A presidente brasileira, Dilma Rousseff, rebateu
nesta segunda-feira, em Bruxelas, as críticas da União Europeia aos
programas de incentivos à indústria automotiva nacional e à Zona Franca
de Manaus.
"Estranhamos a consulta da UE na OMC
(Organização Mundial do Comércio) de programas que são essenciais para a
economia brasileira", disse em uma reunião com os presidentes da
Comissão Europeia, José Manuel Durão Barroso, e do Conselho Europeu,
Herman Van Rompuy, durante a cúpula bilateral UE-Brasil.
Em dezembro de 2013, a União Europeia se queixou, perante à OMC,
sobre os benefícios tributários concedidos pelo Brasil para desonerar
sua indústria e o aumento de impostos para importados, incluindo
veículos. Segundo o bloco, esse conjunto de medidas "é incompatível com
as obrigações" do país perante o órgão que regula o comércio
internacional.
Os europeus também se queixaram que "o Brasil
agiu para afetar outros bens (importados), de computadores a smartphones
e semicondutores", e que isso atrapalha as exportações europeias ao
país.
Dilma argumentou que o programa "Inovar Auto",
que concede incentivos fiscais às montadoras instaladas no Brasil,
beneficia principalmente empresas europeias.
Já a Zona Franca de Manaus, segundo a
presidente, "contribui para evitar o desmatamento da Floresta Amazônica"
ao gerar emprego e renda para população local.
"Sinalizei meu estranhamento em que a Europa,
tão comprometida com questões ambientais, questione um projeto de
desenvolvimento limpo".
Segundo Barroso, a UE "não tem nada contra a
Zona Franca", mas sim contra um mecanismo utilizado pelo governo
brasileiro para beneficiar a produção local, que não especificou.
"Compreendemos perfeitamente a necessidade de
discriminação positiva para aquela região como forma de contrabalançar
problemas que podem existir em relação ao desmatamento da Amazônia. O
que há que ver é o termo técnico para garantir isso, e é isso que
veremos nas consultas (na OMC)", afirmou.
Mercosul
As autoridades brasileiras e europeias também
disseram estar determinadas em concluir as negociações de um acordo de
associação entre a UE e o Mercosul, iniciadas há mais de dez anos.
"Desencontros existem para que a gente possa se
encontrar.
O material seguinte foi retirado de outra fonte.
//! Live observation of job records.
//!
//! Observers are pull-based: `next().await` returns the next snapshot. Each
//! observer starts with the current state, then follows the store's change
//! feed. If the feed overflows the observer falls back to re-reading the
//! store, so a slow consumer skips intermediate snapshots but never sees
//! them out of order.

use futures::Stream;
use std::collections::HashSet;
use std::sync::Arc;
use tokio::sync::broadcast::{self, error::RecvError};

use crate::core::types::JobId;
use crate::storage::JobRecord;
use crate::store::{JobStore, WorkQuery};

impl JobStore {
    /// Observe one job.
    pub fn observe(self: &Arc<Self>, id: JobId) -> JobObserver {
        JobObserver {
            changes: self.subscribe(),
            store: Arc::clone(self),
            id,
            last_version: None,
            needs_snapshot: true,
        }
    }

    /// Observe every job matching a query.
    pub fn observe_query(self: &Arc<Self>, query: WorkQuery) -> QueryObserver {
        QueryObserver {
            changes: self.subscribe(),
            store: Arc::clone(self),
            query,
            matched: HashSet::new(),
            needs_snapshot: true,
        }
    }
}

/// Stream of snapshots of a single job.
pub struct JobObserver {
    store: Arc<JobStore>,
    id: JobId,
    changes: broadcast::Receiver<JobRecord>,
    last_version: Option<u64>,
    needs_snapshot: bool,
}

impl JobObserver {
    pub fn id(&self) -> &JobId {
        &self.id
    }

    /// Wait for the next snapshot newer than the last one returned.
    ///
    /// The first call returns the current snapshot if the job exists.
    pub async fn next(&mut self) -> Option<JobRecord> {
        loop {
            if self.needs_snapshot {
                self.needs_snapshot = false;
                match self.store.get(&self.id).await {
                    Ok(Some(record)) => {
                        if let Some(record) = self.accept(record) {
                            return Some(record);
                        }
                    }
                    Ok(None) => {}
                    Err(e) => {
                        tracing::warn!(job_id = %self.id, error = %e, "Failed to read job snapshot");
                    }
                }
                continue;
            }

            match self.changes.recv().await {
                Ok(record) if record.id == self.id => {
                    if let Some(record) = self.accept(record) {
                        return Some(record);
                    }
                }
                Ok(_) => {}
                Err(RecvError::Lagged(skipped)) => {
                    tracing::debug!(job_id = %self.id, skipped, "Observer lagged, re-reading job");
                    self.needs_snapshot = true;
                }
                Err(RecvError::Closed) => return None,
            }
        }
    }

    fn accept(&mut self, record: JobRecord) -> Option<JobRecord> {
        if self.last_version.is_some_and(|v| record.version <= v) {
            return None;
        }
        self.last_version = Some(record.version);
        Some(record)
    }

    /// Convert into a [`Stream`] of snapshots.
    pub fn into_stream(self) -> impl Stream<Item = JobRecord> {
        futures::stream::unfold(self, |mut observer| async move {
            observer.next().await.map(|record| (record, observer))
        })
    }
}

/// Stream of result sets of a [`WorkQuery`].
pub struct QueryObserver {
    store: Arc<JobStore>,
    query: WorkQuery,
    changes: broadcast::Receiver<JobRecord>,
    matched: HashSet<JobId>,
    needs_snapshot: bool,
}

impl QueryObserver {
    pub fn query(&self) -> &WorkQuery {
        &self.query
    }

    /// Wait for the next result set.
    ///
    /// The first call returns the current matches. Later calls return once
    /// a change touches a record that matches the query, or one that matched
    /// it in the last result set.
    pub async fn next(&mut self) -> Option<Vec<JobRecord>> {
        loop {
            if self.needs_snapshot {
                match self.store.query(&self.query).await {
                    Ok(records) => {
                        self.needs_snapshot = false;
                        self.matched = records.iter().map(|r| r.id).collect();
                        return Some(records);
                    }
                    Err(e) => {
                        tracing::warn!(error = %e, "Failed to run observed query");
                    }
                }
            }

            match self.changes.recv().await {
                Ok(record) => {
                    if self.query.matches(&record) || self.matched.contains(&record.id) {
                        self.needs_snapshot = true;
                    }
                }
                Err(RecvError::Lagged(skipped)) => {
                    tracing::debug!(skipped, "Query observer lagged, re-running query");
                    self.needs_snapshot = true;
                }
                Err(RecvError::Closed) => return None,
            }
        }
    }

    /// Convert into a [`Stream`] of result sets.
    pub fn into_stream(self) -> impl Stream<Item = Vec<JobRecord>> {
        futures::stream::unfold(self, |mut observer| async move {
            observer.next().await.map(|records| (records, observer))
        })
    }
}
//! Worker contract.
//!
//! A worker turns a [`WorkContext`] into a [`WorkResult`]. Workers are
//! registered by job type in a [`WorkerRegistry`] in one of three flavors:
//!
//! - [`Worker`]: async, stopped by dropping the future at its next await
//! - [`BlockingWorker`]: runs on the blocking pool and polls
//!   [`WorkContext::is_stopped`]
//! - [`RemoteWorker`]: runs in a child process spoken to over JSON lines
//!
//! # Example
//!
//! ```
//! use async_trait::async_trait;
//! use deferq::{Data, WorkContext, WorkResult, Worker};
//!
//! struct Upload;
//!
//! #[async_trait]
//! impl Worker for Upload {
//!     async fn do_work(&self, ctx: WorkContext) -> WorkResult {
//!         match ctx.input().get_str("key") {
//!             Some(key) => WorkResult::Success(Data::new().with("uploaded", key)),
//!             None => WorkResult::Failure("missing key".into()),
//!         }
//!     }
//! }
//! ```

mod registry;
pub(crate) mod remote;
pub(crate) mod runner;

pub use registry::{WorkerKind, WorkerRegistry};
pub use remote::{MAX_REMOTE_MESSAGE_BYTES, RemoteError, RemoteWorker, RemoteWorkerBuilder, serve, serve_stdio};

use async_trait::async_trait;
use serde::{Deserialize, Serialize};
use std::collections::BTreeSet;
use std::fmt;
use std::sync::{Arc, OnceLock};
use tokio_util::sync::CancellationToken;

use crate::core::data::Data;
use crate::core::state::StopReason;
use crate::core::types::JobId;

/// Outcome reported by a worker.
#[derive(Debug, Clone, PartialEq, Serialize, Deserialize)]
#[serde(tag = "status", content = "value", rename_all = "snake_case")]
pub enum WorkResult {
    /// The work completed, with its output.
    Success(Data),
    /// The work failed permanently.
    Failure(String),
    /// The work should be retried after the backoff delay.
    Retry,
}

impl WorkResult {
    /// A success with empty output.
    pub fn success() -> Self {
        WorkResult::Success(Data::new())
    }
}

/// Async worker.
#[async_trait]
pub trait Worker: Send + Sync {
    async fn do_work(&self, ctx: WorkContext) -> WorkResult;
}

/// Synchronous worker, run on the blocking thread pool.
///
/// Long-running implementations should check
/// [`WorkContext::is_stopped`] and return early once it is set.
pub trait BlockingWorker: Send + Sync {
    fn do_work(&self, ctx: WorkContext) -> WorkResult;
}

/// Receives progress updates from a running worker.
#[derive(Clone)]
pub struct ProgressSink {
    inner: Arc<dyn Fn(Data) + Send + Sync>,
}

impl ProgressSink {
    /// A sink that drops every update.
    pub fn noop() -> Self {
        Self::from_fn(|_| {})
    }

    pub fn from_fn(f: impl Fn(Data) + Send + Sync + 'static) -> Self {
        Self { inner: Arc::new(f) }
    }

    /// Publish progress. The last update wins.
    pub fn set(&self, progress: Data) {
        (self.inner)(progress);
    }
}

impl fmt::Debug for ProgressSink {
    fn fmt(&self, f: &mut fmt::Formatter<'_>) -> fmt::Result {
        f.debug_struct("ProgressSink").finish_non_exhaustive()
    }
}

/// Cooperative stop request delivered to a running worker.
///
/// The first reason given wins; later calls to [`stop`](Self::stop) only
/// re-signal.
#[derive(Debug, Clone, Default)]
pub struct StopSignal {
    token: CancellationToken,
    reason: Arc<OnceLock<StopReason>>,
}

impl StopSignal {
    pub fn new() -> Self {
        Self::default()
    }

    pub fn stop(&self, reason: StopReason) {
        let _ = self.reason.set(reason);
        self.token.cancel();
    }

    pub fn is_stopped(&self) -> bool {
        self.token.is_cancelled()
    }

    /// Why the worker was stopped, or `NotStopped`.
    pub fn reason(&self) -> StopReason {
        self.reason.get().copied().unwrap_or_default()
    }

    /// Resolves once a stop has been requested.
    pub async fn stopped(&self) {
        self.token.cancelled().await;
    }
}

/// Everything a worker receives for one execution.
#[derive(Debug, Clone)]
pub struct WorkContext {
    job_id: JobId,
    job_type: String,
    input: Data,
    tags: BTreeSet<String>,
    run_attempt_count: u32,
    generation: u32,
    progress: ProgressSink,
    stop: StopSignal,
}

impl WorkContext {
    pub fn new(job_id: JobId, job_type: impl Into<String>, input: Data) -> Self {
        Self {
            job_id,
            job_type: job_type.into(),
            input,
            tags: BTreeSet::new(),
            run_attempt_count: 1,
            generation: 0,
            progress: ProgressSink::noop(),
            stop: StopSignal::new(),
        }
    }

    pub fn with_tags(mut self, tags: BTreeSet<String>) -> Self {
        self.tags = tags;
        self
    }

    pub fn with_run_attempt_count(mut self, count: u32) -> Self {
        self.run_attempt_count = count;
        self
    }

    pub fn with_generation(mut self, generation: u32) -> Self {
        self.generation = generation;
        self
    }

    pub fn with_progress(mut self, progress: ProgressSink) -> Self {
        self.progress = progress;
        self
    }

    pub fn with_stop_signal(mut self, stop: StopSignal) -> Self {
        self.stop = stop;
        self
    }

    pub fn job_id(&self) -> &JobId {
        &self.job_id
    }

    pub fn job_type(&self) -> &str {
        &self.job_type
    }

    /// Input payload, with prerequisite outputs merged in.
    pub fn input(&self) -> &Data {
        &self.input
    }

    pub fn tags(&self) -> &BTreeSet<String> {
        &self.tags
    }

    /// Executions started in the current period, this one included.
    pub fn run_attempt_count(&self) -> u32 {
        self.run_attempt_count
    }

    pub fn generation(&self) -> u32 {
        self.generation
    }

    pub fn set_progress(&self, progress: Data) {
        self.progress.set(progress);
    }

    pub fn is_stopped(&self) -> bool {
        self.stop.is_stopped()
    }

    pub fn stop_reason(&self) -> StopReason {
        self.stop.reason()
    }

    /// Resolves once the scheduler asks the worker to stop.
    pub async fn stopped(&self) {
        self.stop.stopped().await;
    }

    pub(crate) fn stop_signal(&self) -> &StopSignal {
        &self.stop
    }
}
Tenho certeza de que estamos ela primeira vez perto de
realizar (o acordo)", disse Dilma, garantindo que o bloco sul-americano
deu "passos significativos" para consolidar sua oferta nos últimos dias.
"Todos temos consciência da importância da
ampliação do comércio como instrumento que vai permitir a recuperação do
crescimento nos dois lados", afirmou.
Em um encontro empresarial realizado depois da
cúpula de governantes, tanto a presidente como Barroso prometeram ao
setor privado europeu e brasileiro concluir um acordo "ambicioso,
abrangente e equilibrado".
Representantes dos dois lados voltarão a se
reunir em 21 de março para avaliar a possibilidade de marcar uma data
para a próxima troca de ofertas "o mais rápido possível".
Cooperação
Dilma também discutiu com Barroso e Van Rompuy
sobre a necessidade de melhorar a segurança na Internet depois das
revelações da espionagem massiva de Estados Unidos a governos,
indústrias e cidadãos de outros países.
Para isso, os líderes decidiram lançar um
diálogo bilateral durante a conferência internacional sobre o tema que
acontece em abril, em São Paulo, e reafirmaram seu interesse no projeto
conjunto de cabo submarino de fibra ótica ligando diretamente Fortaleza a
Lisboa, ainda pendente de financiamento.
"Esse projeto significa uma diversificação das
conexões que o Brasil tem com o resto do mundo. Não é só importante para
o país, mas estratégico. O Brasil fará todos os esforços para
adotá-lo", assegurou Dilma.
Em concreto, a cúpula bilateral entrou em acordo
sobre a criação de um "grupo de trabalho sobre temas econômicos com
ênfase em investimentos e competitividade", com o objetivo de fortalecer
a cooperação nessa área.
A UE também convidou o Brasil a participar de
seu programa Horizonte 2020 de cooperação em investigações científicas,
dotado de 70,2 bilhões de euros para os próximos sete anos.